Но герой заразил их некой «трихиной», хотя и сам не понял, как это произошло: «Да, да, кончилось тем, что я развратил их всех! Как это могло совершиться – не знаю, не помню ясно». Чувства и разум людей разделились, как у земного человечества, возникли наука и искусство, рай превратился в ад, люди стали мучить друг друга, страдать и искать рецепт счастья. А герой мучился за них, осознавая свою вину, но при этом любил их такими больше, чем когда они были безгрешны. И он возмечтал принять на себя их мучения: «Я говорил им, что всё это сделал я, я один, что это я им принес разврат, заразу и ложь! Я умолял их, чтоб они распяли меня на кресте…»

Сыграв роль дьявола для человечества земного рая, чью роль хотел сыграть рассказчик, возмечтав быть распятым этим развращенным им человечеством? Не ту ли, о которой мечтали Раскольников, Ставрогин, Дмитрий Карамазов, Великий инквизитор? Но Достоевский не отвечает, он будит своего героя, и тот просыпается нравственно преображенным: «О, теперь жизни и жизни! Я поднял руки и воззвал к вечной истине; не воззвал, а заплакал; восторг, неизмеримый восторг поднимал все существо мое. Да, жизнь, и – проповедь!»

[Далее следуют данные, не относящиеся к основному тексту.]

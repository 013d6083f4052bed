//! Durable page cursors for the listing sync jobs.

use async_trait::async_trait;
use serde::{Deserialize, Serialize};
use std::collections::HashMap;
use std::io::ErrorKind;
use std::path::PathBuf;
use std::sync::Arc;
use tokio::sync::Mutex;

use super::error::CheckpointError;

#[async_trait]
pub trait CheckpointStore: Send + Sync {
    /// Last committed page for `key`; 0 when nothing was saved.
    async fn load(&self, key: &str) -> Result<u32, CheckpointError>;

    async fn save(&self, key: &str, page: u32) -> Result<(), CheckpointError>;
}

#[derive(Debug, Serialize, Deserialize)]
struct Cursor {
    page: u32,
}

/// `{dir}/{key}.json` holding `{"page": N}`.
#[derive(Debug, Clone)]
pub struct FileCheckpoint {
    dir: PathBuf,
}

impl FileCheckpoint {
    pub fn new(dir: impl Into<PathBuf>) -> Self {
        Self { dir: dir.into() }
    }

    fn path_for(&self, key: &str) -> PathBuf {
        self.dir.join(format!("{key}.json"))
    }
}

#[async_trait]
impl CheckpointStore for FileCheckpoint {
    async fn load(&self, key: &str) -> Result<u32, CheckpointError> {
        match tokio::fs::read(self.path_for(key)).await {
            Ok(bytes) => Ok(serde_json::from_slice::<Cursor>(&bytes)?.page),
            Err(e) if e.kind() == ErrorKind::NotFound => Ok(0),
            Err(e) => Err(e.into()),
        }
    }

    async fn save(&self, key: &str, page: u32) -> Result<(), CheckpointError> {
        tokio::fs::create_dir_all(&self.dir).await?;
        let path = self.path_for(key);
        let tmp = path.with_extension("json.tmp");
        tokio::fs::write(&tmp, serde_json::to_vec(&Cursor { page })?).await?;
        tokio::fs::rename(&tmp, &path).await?;
        Ok(())
    }
}

#[derive(Debug, Clone, Default)]
pub struct MemoryCheckpoint {
    pages: Arc<Mutex<HashMap<String, u32>>>,
}

impl MemoryCheckpoint {
    pub fn new() -> Self {
        Self::default()
    }
}

#[async_trait]
impl CheckpointStore for MemoryCheckpoint {
    async fn load(&self, key: &str) -> Result<u32, CheckpointError> {
        Ok(self.pages.lock().await.get(key).copied().unwrap_or(0))
    }

    async fn save(&self, key: &str, page: u32) -> Result<(), CheckpointError> {
        self.pages.lock().await.insert(key.to_string(), page);
        Ok(())
    }
}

Накануне герой был уверен, что всем «все равно», и, нравственно умирая от бессмыслицы мира вокруг, мечтал о смерти физической. А проснулся он нравственно обновленным: «Старая это истина, но вот что тут новое: я и сбиться-то очень не могу. Потому что я видел истину, я видел и знаю, что люди могут быть прекрасны и счастливы, не потеряв способности жить на земле… Больше скажу: пусть, пусть это никогда не сбудется и не бывать раю (ведь уже это-то я понимаю!), – ну, а я все-таки буду проповедовать. А между тем так это просто: в один бы день, в один бы час – всё бы сразу устроилось! Главное – люби других как себя, вот что главное, и это всё, больше ровно ничего не надо: тотчас найдешь как устроиться… Если только все захотят, то сейчас всё устроится.

А ту маленькую девочку я отыскал… И пойду! И пойду!»

Герой понимает, что мечта его не сбудется, потому что сбыться не может, но заведомая невозможность достичь идеала не обессмысливает его проповедь. Заметьте, что внешне ничего в его жизни не меняется: его по-прежнему считают смешным человеком, только теперь он вовсе не считает такое отношение к себе зазорным для себя. Меняется не мир, меняется его отношение к миру, и все вокруг внезапно приобретает смысл.

Герой проделывает путь от нигилизма к деятельному добру, он эволюционирует из Гамлета в Дон Кихота.


Проследим историю его духовных изменений.

Начало. Всем «все равно».

Нравственный и бытийный нигилизм, приведший к отрицанию жизни: зачем жить, если все равно? Но почему-то стало не все равно, когда о помощи попросила маленькая девочка…

Шаг первый. Смерть. Ад бессмысленного существования.

Не найдя смысла в жизни, герой обречен на точно такую же бессмыслицу посмертия: «…вдруг на левый закрытый глаз мой упала просочившаяся через крышу гроба капля воды, за ней через минуту другая, затем через минуту третья, и так далее, и так далее, всё через минуту».

Шаг второй. Любовь к людям через сострадание.

Герой делает парадоксальное признание, что по-настоящему полюбил людей после, а не до грехопадения. Вероятно, путь к любви таков и есть – через сострадание. Ведь и от самоубийства его спасло внезапное неосознанное сострадание к девочке, которое стало внутренним свидетельством того, что нигилистическое «всем все равно» – ложь: «Я полюбил их оскверненную ими землю еще больше, чем когда она была раем, за то лишь, что на ней явилось горе. Увы, я всегда любил горе и скорбь, но лишь для себя, для себя, а об них я плакал, жалея их».